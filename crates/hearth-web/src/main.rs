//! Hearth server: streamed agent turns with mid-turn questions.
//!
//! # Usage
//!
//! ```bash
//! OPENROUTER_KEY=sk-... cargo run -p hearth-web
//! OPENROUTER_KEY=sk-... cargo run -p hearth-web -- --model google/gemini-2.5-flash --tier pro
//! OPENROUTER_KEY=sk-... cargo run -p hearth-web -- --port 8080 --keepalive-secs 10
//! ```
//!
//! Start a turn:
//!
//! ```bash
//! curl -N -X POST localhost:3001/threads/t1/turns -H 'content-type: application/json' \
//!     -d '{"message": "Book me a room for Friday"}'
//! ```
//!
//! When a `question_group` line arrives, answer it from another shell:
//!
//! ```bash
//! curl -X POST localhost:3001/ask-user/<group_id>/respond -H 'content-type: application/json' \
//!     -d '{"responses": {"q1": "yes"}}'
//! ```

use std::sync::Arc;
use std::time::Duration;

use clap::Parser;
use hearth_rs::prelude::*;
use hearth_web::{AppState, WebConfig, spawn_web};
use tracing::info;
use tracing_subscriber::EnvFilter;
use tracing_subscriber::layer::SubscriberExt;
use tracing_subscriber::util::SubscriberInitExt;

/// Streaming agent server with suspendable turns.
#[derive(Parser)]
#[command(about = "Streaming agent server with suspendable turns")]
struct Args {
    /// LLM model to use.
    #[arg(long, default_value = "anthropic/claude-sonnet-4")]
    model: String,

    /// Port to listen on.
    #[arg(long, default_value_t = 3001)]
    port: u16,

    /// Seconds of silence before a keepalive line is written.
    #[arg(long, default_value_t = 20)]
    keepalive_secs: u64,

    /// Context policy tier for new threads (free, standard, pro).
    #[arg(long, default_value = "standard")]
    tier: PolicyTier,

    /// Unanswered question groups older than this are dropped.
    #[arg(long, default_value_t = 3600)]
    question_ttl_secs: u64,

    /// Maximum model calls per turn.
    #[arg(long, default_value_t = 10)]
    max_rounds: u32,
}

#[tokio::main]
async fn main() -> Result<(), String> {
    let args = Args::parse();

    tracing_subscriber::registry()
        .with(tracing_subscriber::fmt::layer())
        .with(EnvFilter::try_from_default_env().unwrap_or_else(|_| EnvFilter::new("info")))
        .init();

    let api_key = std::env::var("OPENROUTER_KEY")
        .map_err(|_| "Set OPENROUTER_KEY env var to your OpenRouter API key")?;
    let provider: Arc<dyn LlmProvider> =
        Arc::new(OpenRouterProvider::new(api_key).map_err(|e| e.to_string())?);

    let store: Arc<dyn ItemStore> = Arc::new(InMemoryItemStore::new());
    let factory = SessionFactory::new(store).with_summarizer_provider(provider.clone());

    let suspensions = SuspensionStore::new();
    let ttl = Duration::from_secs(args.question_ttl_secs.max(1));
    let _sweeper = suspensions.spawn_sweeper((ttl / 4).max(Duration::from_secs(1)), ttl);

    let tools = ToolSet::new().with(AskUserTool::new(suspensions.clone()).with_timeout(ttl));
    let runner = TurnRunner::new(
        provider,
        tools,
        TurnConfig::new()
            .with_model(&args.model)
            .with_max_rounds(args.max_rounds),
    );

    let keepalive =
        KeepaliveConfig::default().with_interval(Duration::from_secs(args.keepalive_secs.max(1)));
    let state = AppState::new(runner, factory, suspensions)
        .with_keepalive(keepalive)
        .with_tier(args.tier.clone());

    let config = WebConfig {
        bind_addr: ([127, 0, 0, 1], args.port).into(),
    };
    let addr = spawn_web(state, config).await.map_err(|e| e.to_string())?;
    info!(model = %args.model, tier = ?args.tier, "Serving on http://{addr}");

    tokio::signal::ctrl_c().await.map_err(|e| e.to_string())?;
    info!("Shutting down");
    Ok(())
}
--
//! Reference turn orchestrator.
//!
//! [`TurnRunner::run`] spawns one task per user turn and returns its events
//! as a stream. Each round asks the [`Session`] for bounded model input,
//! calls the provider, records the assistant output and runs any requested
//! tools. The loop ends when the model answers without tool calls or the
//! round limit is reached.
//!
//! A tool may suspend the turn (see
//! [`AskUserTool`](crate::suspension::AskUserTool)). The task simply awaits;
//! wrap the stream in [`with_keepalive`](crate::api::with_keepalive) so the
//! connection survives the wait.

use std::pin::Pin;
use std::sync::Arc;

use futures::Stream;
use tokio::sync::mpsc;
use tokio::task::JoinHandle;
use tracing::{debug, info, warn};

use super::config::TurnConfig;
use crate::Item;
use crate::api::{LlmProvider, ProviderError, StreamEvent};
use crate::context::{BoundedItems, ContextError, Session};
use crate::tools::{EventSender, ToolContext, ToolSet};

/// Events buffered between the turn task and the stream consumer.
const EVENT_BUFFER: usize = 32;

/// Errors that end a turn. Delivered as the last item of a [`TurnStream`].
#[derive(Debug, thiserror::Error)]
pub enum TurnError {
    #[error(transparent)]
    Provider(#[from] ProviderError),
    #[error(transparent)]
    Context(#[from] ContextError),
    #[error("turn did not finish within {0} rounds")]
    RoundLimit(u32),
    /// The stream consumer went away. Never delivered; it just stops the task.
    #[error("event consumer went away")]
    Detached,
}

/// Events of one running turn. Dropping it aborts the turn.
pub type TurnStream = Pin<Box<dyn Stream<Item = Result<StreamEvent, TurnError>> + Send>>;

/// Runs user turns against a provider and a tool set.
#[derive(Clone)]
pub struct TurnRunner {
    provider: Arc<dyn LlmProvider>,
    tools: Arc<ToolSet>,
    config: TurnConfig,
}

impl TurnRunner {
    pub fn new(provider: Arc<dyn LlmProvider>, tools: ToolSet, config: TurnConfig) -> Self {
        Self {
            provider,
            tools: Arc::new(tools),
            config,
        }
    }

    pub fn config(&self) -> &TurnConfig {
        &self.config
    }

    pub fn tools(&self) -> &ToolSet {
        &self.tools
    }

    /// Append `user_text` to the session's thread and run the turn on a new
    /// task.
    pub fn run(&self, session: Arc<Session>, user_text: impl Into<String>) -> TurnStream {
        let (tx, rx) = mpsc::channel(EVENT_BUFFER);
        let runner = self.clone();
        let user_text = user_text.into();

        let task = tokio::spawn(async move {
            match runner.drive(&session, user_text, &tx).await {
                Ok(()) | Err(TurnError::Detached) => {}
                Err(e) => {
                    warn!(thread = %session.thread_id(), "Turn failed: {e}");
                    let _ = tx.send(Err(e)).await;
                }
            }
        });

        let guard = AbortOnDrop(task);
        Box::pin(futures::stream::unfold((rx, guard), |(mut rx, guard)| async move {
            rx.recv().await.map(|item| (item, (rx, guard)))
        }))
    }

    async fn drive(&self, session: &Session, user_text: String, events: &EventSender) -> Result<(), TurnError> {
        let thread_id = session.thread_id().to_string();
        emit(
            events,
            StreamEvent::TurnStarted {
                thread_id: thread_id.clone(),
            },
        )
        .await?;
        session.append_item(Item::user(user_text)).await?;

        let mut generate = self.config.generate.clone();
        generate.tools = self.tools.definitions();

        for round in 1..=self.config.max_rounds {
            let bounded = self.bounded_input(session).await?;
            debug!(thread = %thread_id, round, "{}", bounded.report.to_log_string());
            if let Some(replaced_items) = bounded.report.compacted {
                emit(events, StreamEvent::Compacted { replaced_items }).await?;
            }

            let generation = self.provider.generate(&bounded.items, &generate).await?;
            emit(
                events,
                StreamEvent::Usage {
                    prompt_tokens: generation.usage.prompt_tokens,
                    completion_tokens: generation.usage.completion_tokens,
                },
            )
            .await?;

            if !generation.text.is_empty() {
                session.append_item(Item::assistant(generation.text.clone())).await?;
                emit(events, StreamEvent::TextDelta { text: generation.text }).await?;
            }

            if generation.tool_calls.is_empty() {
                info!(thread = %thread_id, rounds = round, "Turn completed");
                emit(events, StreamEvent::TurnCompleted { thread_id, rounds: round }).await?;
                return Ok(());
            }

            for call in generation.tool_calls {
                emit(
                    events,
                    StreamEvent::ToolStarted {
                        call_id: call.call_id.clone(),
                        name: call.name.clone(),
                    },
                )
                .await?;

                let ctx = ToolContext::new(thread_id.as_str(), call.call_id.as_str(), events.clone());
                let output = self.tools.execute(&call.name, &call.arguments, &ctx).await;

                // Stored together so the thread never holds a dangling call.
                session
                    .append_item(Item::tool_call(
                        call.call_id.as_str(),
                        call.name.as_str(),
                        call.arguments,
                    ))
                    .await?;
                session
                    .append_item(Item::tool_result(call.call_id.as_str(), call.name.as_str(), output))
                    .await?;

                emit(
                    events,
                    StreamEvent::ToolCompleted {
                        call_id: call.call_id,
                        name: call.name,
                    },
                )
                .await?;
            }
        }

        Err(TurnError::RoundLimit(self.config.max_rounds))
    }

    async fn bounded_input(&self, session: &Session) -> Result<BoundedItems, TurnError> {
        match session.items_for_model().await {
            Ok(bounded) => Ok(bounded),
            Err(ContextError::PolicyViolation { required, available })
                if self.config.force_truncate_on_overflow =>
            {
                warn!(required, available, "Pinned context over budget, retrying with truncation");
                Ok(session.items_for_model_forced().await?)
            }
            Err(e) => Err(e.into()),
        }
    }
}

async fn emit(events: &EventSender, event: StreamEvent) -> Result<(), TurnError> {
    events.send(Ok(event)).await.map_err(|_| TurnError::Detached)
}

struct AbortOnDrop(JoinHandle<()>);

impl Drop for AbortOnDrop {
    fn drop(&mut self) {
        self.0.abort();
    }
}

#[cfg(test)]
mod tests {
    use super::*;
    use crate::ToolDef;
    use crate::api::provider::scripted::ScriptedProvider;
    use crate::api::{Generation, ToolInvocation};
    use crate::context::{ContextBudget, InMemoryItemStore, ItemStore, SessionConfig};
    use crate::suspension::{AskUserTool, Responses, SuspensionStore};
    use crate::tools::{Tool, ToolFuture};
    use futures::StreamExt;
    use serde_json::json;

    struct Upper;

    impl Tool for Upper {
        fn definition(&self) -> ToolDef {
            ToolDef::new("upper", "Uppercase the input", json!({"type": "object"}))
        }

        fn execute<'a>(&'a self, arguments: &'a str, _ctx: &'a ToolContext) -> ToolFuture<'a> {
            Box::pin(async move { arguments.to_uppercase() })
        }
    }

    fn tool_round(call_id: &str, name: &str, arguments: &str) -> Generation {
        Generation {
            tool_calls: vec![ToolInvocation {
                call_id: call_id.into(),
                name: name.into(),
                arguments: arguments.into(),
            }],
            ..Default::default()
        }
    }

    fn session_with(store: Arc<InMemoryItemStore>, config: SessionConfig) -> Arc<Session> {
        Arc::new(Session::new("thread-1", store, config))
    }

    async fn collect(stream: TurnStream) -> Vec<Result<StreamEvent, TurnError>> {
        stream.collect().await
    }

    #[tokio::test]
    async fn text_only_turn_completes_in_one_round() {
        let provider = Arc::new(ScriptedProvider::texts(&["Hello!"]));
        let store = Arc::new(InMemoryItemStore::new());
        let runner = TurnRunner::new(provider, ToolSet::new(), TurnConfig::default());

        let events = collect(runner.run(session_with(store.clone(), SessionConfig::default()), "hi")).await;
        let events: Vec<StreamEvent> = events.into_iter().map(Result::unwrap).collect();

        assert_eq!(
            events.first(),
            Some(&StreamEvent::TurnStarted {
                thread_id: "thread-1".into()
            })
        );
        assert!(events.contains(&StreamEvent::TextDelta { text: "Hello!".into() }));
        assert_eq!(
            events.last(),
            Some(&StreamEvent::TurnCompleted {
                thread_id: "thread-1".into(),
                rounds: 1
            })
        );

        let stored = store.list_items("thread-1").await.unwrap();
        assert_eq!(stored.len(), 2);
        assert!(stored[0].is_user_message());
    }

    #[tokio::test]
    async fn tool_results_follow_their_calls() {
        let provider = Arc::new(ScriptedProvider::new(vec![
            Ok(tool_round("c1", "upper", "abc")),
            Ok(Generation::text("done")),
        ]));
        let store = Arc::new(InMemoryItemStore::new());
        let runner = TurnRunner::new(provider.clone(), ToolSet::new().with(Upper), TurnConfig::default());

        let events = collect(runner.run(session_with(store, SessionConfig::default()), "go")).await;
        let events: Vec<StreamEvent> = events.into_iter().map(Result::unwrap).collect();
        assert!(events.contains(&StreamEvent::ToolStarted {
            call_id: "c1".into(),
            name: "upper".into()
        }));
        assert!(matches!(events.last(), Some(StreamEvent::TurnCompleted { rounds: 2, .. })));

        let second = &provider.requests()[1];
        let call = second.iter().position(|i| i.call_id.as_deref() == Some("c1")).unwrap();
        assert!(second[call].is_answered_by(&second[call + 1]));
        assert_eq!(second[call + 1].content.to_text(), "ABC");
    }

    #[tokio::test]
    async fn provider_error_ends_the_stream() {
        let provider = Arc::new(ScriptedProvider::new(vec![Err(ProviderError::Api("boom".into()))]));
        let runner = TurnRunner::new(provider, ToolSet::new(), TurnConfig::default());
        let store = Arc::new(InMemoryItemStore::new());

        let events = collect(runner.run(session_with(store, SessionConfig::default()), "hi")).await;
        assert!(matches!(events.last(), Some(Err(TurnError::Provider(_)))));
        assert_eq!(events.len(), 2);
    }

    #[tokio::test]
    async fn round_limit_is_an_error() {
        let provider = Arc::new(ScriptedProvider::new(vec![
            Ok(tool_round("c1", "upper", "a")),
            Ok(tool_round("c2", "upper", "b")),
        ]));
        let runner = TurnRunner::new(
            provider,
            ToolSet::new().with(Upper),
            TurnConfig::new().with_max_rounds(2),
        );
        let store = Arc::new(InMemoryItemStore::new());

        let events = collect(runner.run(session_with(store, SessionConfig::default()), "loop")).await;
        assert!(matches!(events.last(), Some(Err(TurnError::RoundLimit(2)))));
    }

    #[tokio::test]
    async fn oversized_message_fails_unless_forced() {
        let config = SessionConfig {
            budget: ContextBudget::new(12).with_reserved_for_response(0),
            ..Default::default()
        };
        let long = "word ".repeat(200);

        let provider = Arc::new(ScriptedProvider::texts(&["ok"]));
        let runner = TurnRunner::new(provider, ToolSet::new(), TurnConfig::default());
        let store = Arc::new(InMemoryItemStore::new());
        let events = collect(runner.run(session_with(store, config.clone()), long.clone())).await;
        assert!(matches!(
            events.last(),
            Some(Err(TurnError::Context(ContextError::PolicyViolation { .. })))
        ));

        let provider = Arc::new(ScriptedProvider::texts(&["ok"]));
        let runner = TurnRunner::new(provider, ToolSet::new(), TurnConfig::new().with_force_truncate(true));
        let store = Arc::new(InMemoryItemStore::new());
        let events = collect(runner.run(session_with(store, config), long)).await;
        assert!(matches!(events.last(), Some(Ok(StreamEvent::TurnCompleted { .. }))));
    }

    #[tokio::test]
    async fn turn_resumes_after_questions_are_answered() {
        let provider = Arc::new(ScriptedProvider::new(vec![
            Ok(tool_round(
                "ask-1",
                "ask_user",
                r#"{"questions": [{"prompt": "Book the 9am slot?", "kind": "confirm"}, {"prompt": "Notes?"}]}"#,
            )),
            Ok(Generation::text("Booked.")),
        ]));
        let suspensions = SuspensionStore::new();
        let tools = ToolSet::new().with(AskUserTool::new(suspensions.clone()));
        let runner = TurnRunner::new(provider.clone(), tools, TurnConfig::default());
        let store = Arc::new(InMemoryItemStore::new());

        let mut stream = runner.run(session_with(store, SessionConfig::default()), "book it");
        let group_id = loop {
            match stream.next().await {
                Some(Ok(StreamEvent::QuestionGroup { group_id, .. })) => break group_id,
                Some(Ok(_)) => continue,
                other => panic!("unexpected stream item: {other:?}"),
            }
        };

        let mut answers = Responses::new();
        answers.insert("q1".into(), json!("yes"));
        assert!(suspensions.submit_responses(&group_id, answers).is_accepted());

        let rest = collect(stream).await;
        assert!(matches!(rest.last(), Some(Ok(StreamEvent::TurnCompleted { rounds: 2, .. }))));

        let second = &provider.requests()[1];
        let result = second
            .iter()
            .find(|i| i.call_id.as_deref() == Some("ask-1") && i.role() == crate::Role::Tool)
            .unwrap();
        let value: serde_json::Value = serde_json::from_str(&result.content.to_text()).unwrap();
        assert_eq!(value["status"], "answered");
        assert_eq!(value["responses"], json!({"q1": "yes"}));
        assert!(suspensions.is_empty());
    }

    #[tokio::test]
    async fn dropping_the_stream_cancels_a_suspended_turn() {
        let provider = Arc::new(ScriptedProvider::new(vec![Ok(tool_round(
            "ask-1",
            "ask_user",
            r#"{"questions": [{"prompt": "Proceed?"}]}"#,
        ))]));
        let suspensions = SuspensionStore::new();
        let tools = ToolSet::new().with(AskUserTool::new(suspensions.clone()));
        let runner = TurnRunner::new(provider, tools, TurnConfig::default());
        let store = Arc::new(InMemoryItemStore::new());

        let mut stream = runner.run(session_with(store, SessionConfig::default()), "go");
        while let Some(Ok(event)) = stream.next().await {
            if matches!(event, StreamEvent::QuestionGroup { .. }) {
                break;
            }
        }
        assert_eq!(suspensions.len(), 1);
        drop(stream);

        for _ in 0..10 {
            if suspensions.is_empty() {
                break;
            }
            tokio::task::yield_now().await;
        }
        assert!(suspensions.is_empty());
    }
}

Activity
In the data above, find the line that contains "with mid-turn questions." and the line that contains "use std::time::Duration;". Repeat exactly those lines and every line between them, and only those.

Answer section
//! Hearth server: streamed agent turns with mid-turn questions.
//!
//! # Usage
//!
//! ```bash
//! OPENROUTER_KEY=sk-... cargo run -p hearth-web
//! OPENROUTER_KEY=sk-... cargo run -p hearth-web -- --model google/gemini-2.5-flash --tier pro
//! OPENROUTER_KEY=sk-... cargo run -p hearth-web -- --port 8080 --keepalive-secs 10
//! ```
//!
//! Start a turn:
//!
//! ```bash
//! curl -N -X POST localhost:3001/threads/t1/turns -H 'content-type: application/json' \
//!     -d '{"message": "Book me a room for Friday"}'
//! ```
//!
//! When a `question_group` line arrives, answer it from another shell:
//!
//! ```bash
//! curl -X POST localhost:3001/ask-user/<group_id>/respond -H 'content-type: application/json' \
//!     -d '{"responses": {"q1": "yes"}}'
//! ```

use std::sync::Arc;
use std::time::Duration;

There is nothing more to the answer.